Collected data
"""
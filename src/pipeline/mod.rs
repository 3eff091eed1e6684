//! Composable query pipelines.
//!
//! A [`Pipeline`] is a handle to the head of a persistent chain of
//! configuration nodes. Builder calls never mutate: each returns a new
//! pipeline whose head is one extra node, so any pipeline can be extended,
//! shared across threads and executed repeatedly.
//!
//! # Architecture
//!
//! ```text
//! run / run_all / run_map / using / on      stream / product / products
//!        │                                           │
//!        ▼                                           ▼
//!  [Node] ◄── [Node] ◄── [Node] ── PlanCompiler ──► CompiledPlan ── PlanExecutor
//!                                                                      │
//!                                  query ─► Fetch ─► Remap ─► … ─► FanIn barrier
//! ```
//!
//! # Design
//!
//! - **Lazy validation**: the single backend and the non-empty query list
//!   are checked when a terminal call compiles the chain, never by builders.
//! - **Explicit stages**: mappers become an ordered stage list walked by
//!   iteration, one backend round-trip per stage.
//! - **Continuations**: each stage is one submission whose completion
//!   schedules the next, so workers never block on each other.
//! - **Cross-pipeline hops**: [`Pipeline::run_via`] makes the upstream
//!   pipeline's products the queries of a differently typed pipeline.

pub mod barrier;
pub mod compiled_plan;
pub mod compiler;
pub mod executor;
pub mod node;

pub use barrier::{FanIn, Permit};
pub use compiled_plan::{CompiledPlan, PlanStats, Stage};
pub use compiler::PlanCompiler;
pub use executor::PlanExecutor;
pub use node::{Node, QuerySource};

use crate::error::Result;
use crate::service::ManagerService;
use node::DeferredQueries;
use std::fmt;
use std::sync::Arc;

/// Immutable, cheaply cloneable pipeline handle
pub struct Pipeline<T, H> {
    head: Arc<Node<T, H>>,
}

impl<T, H> Clone for Pipeline<T, H> {
    fn clone(&self) -> Self {
        Self {
            head: self.head.clone(),
        }
    }
}

impl<T, H> Default for Pipeline<T, H> {
    fn default() -> Self {
        Self {
            head: Arc::new(Node::root()),
        }
    }
}

impl<T, H> Pipeline<T, H> {
    /// An empty pipeline: no queries, no backend
    pub fn new() -> Self {
        Self::default()
    }

    /// Shorthand for `Pipeline::new().using(service)`
    pub fn with_service(service: Arc<dyn ManagerService<T, H>>) -> Self {
        Self::new().using(service)
    }

    fn push(&self, node: Node<T, H>) -> Self {
        Self {
            head: Arc::new(node.under(self.head.clone())),
        }
    }

    /// Head node of the chain
    pub fn head(&self) -> &Arc<Node<T, H>> {
        &self.head
    }

    // ==================== Builders ====================

    /// Add one query
    pub fn run(&self, query: T) -> Self {
        self.push(Node::with_queries(QuerySource::Ready(vec![query])))
    }

    /// Add a batch of queries, kept in order
    pub fn run_all(&self, queries: impl IntoIterator<Item = T>) -> Self {
        self.push(Node::with_queries(QuerySource::Ready(
            queries.into_iter().collect(),
        )))
    }

    /// Add a remap stage: each product is mapped to a new query and run again
    pub fn run_map<F>(&self, mapper: F) -> Self
    where
        F: Fn(&H) -> T + Send + Sync + 'static,
    {
        self.push(Node::with_mapper(Arc::new(mapper)))
    }

    /// Set the backend service. Exactly one must be reachable at terminal time.
    pub fn using(&self, service: Arc<dyn ManagerService<T, H>>) -> Self {
        self.push(Node::with_service(service))
    }

    /// Register a callback invoked with `(query, product)` on every stage completion
    pub fn on<F>(&self, callback: F) -> Self
    where
        F: Fn(&T, Option<&H>) + Send + Sync + 'static,
    {
        self.push(Node::with_callback(Arc::new(callback)))
    }
}

impl<T, H> Pipeline<T, H>
where
    T: Clone + Send + Sync + 'static,
    H: Send + 'static,
{
    /// Hop into a differently typed pipeline.
    ///
    /// When the returned pipeline is executed, this pipeline runs first and
    /// `mapper` turns each of its products into a query of `other`. Errors of
    /// this pipeline surface from the downstream terminal call.
    pub fn run_via<R, K, F>(&self, mapper: F, other: &Pipeline<R, K>) -> Pipeline<R, K>
    where
        F: Fn(&H) -> R + Send + Sync + 'static,
    {
        let upstream = self.clone();
        let produce: DeferredQueries<R> = Arc::new(move || -> Result<Vec<R>> {
            let products = upstream.products()?;
            Ok(products.iter().map(&mapper).collect())
        });
        other.push(Node::with_queries(QuerySource::Deferred(produce)))
    }

    // ==================== Terminals ====================

    /// Resolve the chain without executing it
    pub fn compile(&self) -> Result<CompiledPlan<T, H>> {
        PlanCompiler::compile(&self.head)
    }

    /// Execute and expose the products as an unordered, single-pass sequence
    pub fn stream(&self) -> Result<Products<H>> {
        let plan = self.compile()?;
        let products = PlanExecutor::execute(plan)?;
        Ok(Products {
            inner: products.into_iter(),
        })
    }

    /// Execute and return the first available product
    pub fn product(&self) -> Result<Option<H>> {
        Ok(self.stream()?.next())
    }

    /// Execute and return every product, in completion order
    pub fn products(&self) -> Result<Vec<H>> {
        Ok(self.stream()?.collect())
    }
}

impl<T, H> fmt::Debug for Pipeline<T, H> {
    fn fmt(&self, f: &mut fmt::Formatter<'_>) -> fmt::Result {
        f.debug_struct("Pipeline")
            .field("nodes", &Node::lineage(&self.head).len())
            .field("head", &self.head)
            .finish()
    }
}

/// Products collected by one terminal call
#[derive(Debug)]
pub struct Products<H> {
    inner: std::vec::IntoIter<H>,
}

impl<H> Iterator for Products<H> {
    type Item = H;

    fn next(&mut self) -> Option<H> {
        self.inner.next()
    }

    fn size_hint(&self) -> (usize, Option<usize>) {
        self.inner.size_hint()
    }
}

impl<H> ExactSizeIterator for Products<H> {}

#[cfg(test)]
mod tests {
    use super::*;
    use crate::pool::WorkerPool;
    use crate::provider::provider_fn;
    use crate::service::ConcurrentManager;
    use parking_lot::Mutex;
    use proptest::prelude::*;
    use std::collections::HashSet;

    fn pong_service(threads: usize) -> Arc<dyn ManagerService<String, String>> {
        let pool = Arc::new(WorkerPool::new(threads).unwrap());
        let provider = Arc::new(provider_fn(|q: &String| Ok(Some(format!("{}_pong", q)))));
        Arc::new(ConcurrentManager::<String, String>::with_provider(pool, provider))
    }

    fn times_thousand() -> Arc<dyn ManagerService<i64, i64>> {
        let pool = Arc::new(WorkerPool::new(2).unwrap());
        let provider = Arc::new(provider_fn(|q: &i64| Ok(Some(q * 1000))));
        Arc::new(ConcurrentManager::<i64, i64>::with_provider(pool, provider))
    }

    #[test]
    fn test_single_query_product() {
        let pipeline = Pipeline::with_service(pong_service(2)).run("ping".to_string());
        assert_eq!(pipeline.product().unwrap().as_deref(), Some("ping_pong"));
    }

    #[test]
    fn test_builders_do_not_mutate() {
        let base = Pipeline::with_service(pong_service(2)).run("a".to_string());
        let extended = base.run("b".to_string());

        assert_eq!(base.products().unwrap().len(), 1);
        assert_eq!(extended.products().unwrap().len(), 2);
    }

    #[test]
    fn test_chain_executes_repeatedly() {
        let pipeline = Pipeline::with_service(pong_service(2)).run_all(vec!["x".to_string(); 3]);
        for _ in 0..3 {
            assert_eq!(pipeline.stream().unwrap().len(), 3);
        }
    }

    #[test]
    fn test_remap_returns_second_result() {
        let product = Pipeline::with_service(pong_service(1))
            .run("ping".to_string())
            .run_map(|p: &String| format!("{}!", p))
            .product()
            .unwrap();
        assert_eq!(product.as_deref(), Some("ping_pong!_pong"));
    }

    #[test]
    fn test_callbacks_fire_per_stage() {
        let seen = Arc::new(Mutex::new(Vec::new()));
        let sink = seen.clone();

        Pipeline::with_service(pong_service(1))
            .on(move |q: &String, p: Option<&String>| sink.lock().push((q.clone(), p.cloned())))
            .run("ping".to_string())
            .run_map(|p: &String| p.to_uppercase())
            .products()
            .unwrap();

        assert_eq!(
            *seen.lock(),
            vec![
                ("ping".to_string(), Some("ping_pong".to_string())),
                ("PING_PONG".to_string(), Some("PING_PONG_pong".to_string())),
            ]
        );
    }

    #[test]
    fn test_missing_service_is_lazy_configuration_error() {
        let pipeline: Pipeline<String, String> = Pipeline::new().run("ping".to_string());
        assert!(pipeline.products().unwrap_err().is_configuration());
    }

    #[test]
    fn test_two_services_is_configuration_error() {
        let pipeline = Pipeline::with_service(pong_service(1))
            .run("ping".to_string())
            .using(pong_service(1));
        assert!(pipeline.product().unwrap_err().is_configuration());
    }

    #[test]
    fn test_no_query_is_configuration_error() {
        let pipeline = Pipeline::with_service(pong_service(1));
        assert!(pipeline.stream().unwrap_err().is_configuration());
    }

    #[test]
    fn test_run_via_hops_between_types() {
        let text = Pipeline::with_service(pong_service(2));
        let numbers = Pipeline::with_service(times_thousand());

        let product = text
            .run("ping".to_string())
            .run_via(|p: &String| p.len() as i64, &numbers)
            .run_via(|n: &i64| format!("ok_{}", n), &text)
            .product()
            .unwrap();

        assert_eq!(product.as_deref(), Some("ok_9000_pong"));
    }

    #[test]
    fn test_run_via_propagates_upstream_error() {
        let upstream: Pipeline<String, String> = Pipeline::new().run("ping".to_string());
        let numbers = Pipeline::with_service(times_thousand());
        let downstream = upstream.run_via(|p: &String| p.len() as i64, &numbers);
        assert!(downstream.products().unwrap_err().is_configuration());
    }

    #[test]
    fn test_compile_reports_stats() {
        let plan = Pipeline::with_service(pong_service(1))
            .run_all(vec!["a".to_string(), "b".to_string()])
            .run_map(|p: &String| p.clone())
            .compile()
            .unwrap();
        assert_eq!(plan.stats.queries, 2);
        assert_eq!(plan.stats.stages, 2);
        assert_eq!(plan.queries, vec!["a".to_string(), "b".to_string()]);
    }

    proptest! {
        #![proptest_config(ProptestConfig::with_cases(16))]

        #[test]
        fn prop_compiled_queries_keep_builder_order(
            batches in prop::collection::vec(prop::collection::vec(0u32..1000, 0..4), 1..5)
        ) {
            let pool = Arc::new(WorkerPool::new(1).unwrap());
            let provider = Arc::new(provider_fn(|q: &u32| Ok(Some(*q))));
            let service: Arc<dyn ManagerService<u32, u32>> =
                Arc::new(ConcurrentManager::<u32, u32>::with_provider(pool, provider));

            let mut pipeline = Pipeline::with_service(service);
            for batch in &batches {
                pipeline = pipeline.run_all(batch.clone());
            }
            let expected: Vec<u32> = batches.into_iter().flatten().collect();

            match pipeline.compile() {
                Ok(plan) => {
                    prop_assert_eq!(plan.queries, expected);
                }
                Err(e) => {
                    prop_assert!(expected.is_empty());
                    prop_assert!(e.is_configuration());
                }
            }
        }

        #[test]
        fn prop_batch_products_match_as_set(
            queries in prop::collection::hash_set("[a-z]{1,8}", 1..12)
        ) {
            let products: HashSet<String> = Pipeline::with_service(pong_service(4))
                .run_all(queries.iter().cloned())
                .products()
                .unwrap()
                .into_iter()
                .collect();
            let expected: HashSet<String> = queries.iter().map(|q| format!("{}_pong", q)).collect();
            prop_assert_eq!(products, expected);
        }
    }
}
"""
■ **Exercise objective**
A faithful copy is required of the lines from the one with "#![proptest_config(ProptestConfig::with_cases(16))]" through the last line of the data; please add nothing.

■ **Your solution**
        #![proptest_config(ProptestConfig::with_cases(16))]

        #[test]
        fn prop_compiled_queries_keep_builder_order(
            batches in prop::collection::vec(prop::collection::vec(0u32..1000, 0..4), 1..5)
        ) {
            let pool = Arc::new(WorkerPool::new(1).unwrap());
            let provider = Arc::new(provider_fn(|q: &u32| Ok(Some(*q))));
            let service: Arc<dyn ManagerService<u32, u32>> =
                Arc::new(ConcurrentManager::<u32, u32>::with_provider(pool, provider));

            let mut pipeline = Pipeline::with_service(service);
            for batch in &batches {
                pipeline = pipeline.run_all(batch.clone());
            }
            let expected: Vec<u32> = batches.into_iter().flatten().collect();

            match pipeline.compile() {
                Ok(plan) => {
                    prop_assert_eq!(plan.queries, expected);
                }
                Err(e) => {
                    prop_assert!(expected.is_empty());
                    prop_assert!(e.is_configuration());
                }
            }
        }

        #[test]
        fn prop_batch_products_match_as_set(
            queries in prop::collection::hash_set("[a-z]{1,8}", 1..12)
        ) {
            let products: HashSet<String> = Pipeline::with_service(pong_service(4))
                .run_all(queries.iter().cloned())
                .products()
                .unwrap()
                .into_iter()
                .collect();
            let expected: HashSet<String> = queries.iter().map(|q| format!("{}_pong", q)).collect();
            prop_assert_eq!(products, expected);
        }
    }
}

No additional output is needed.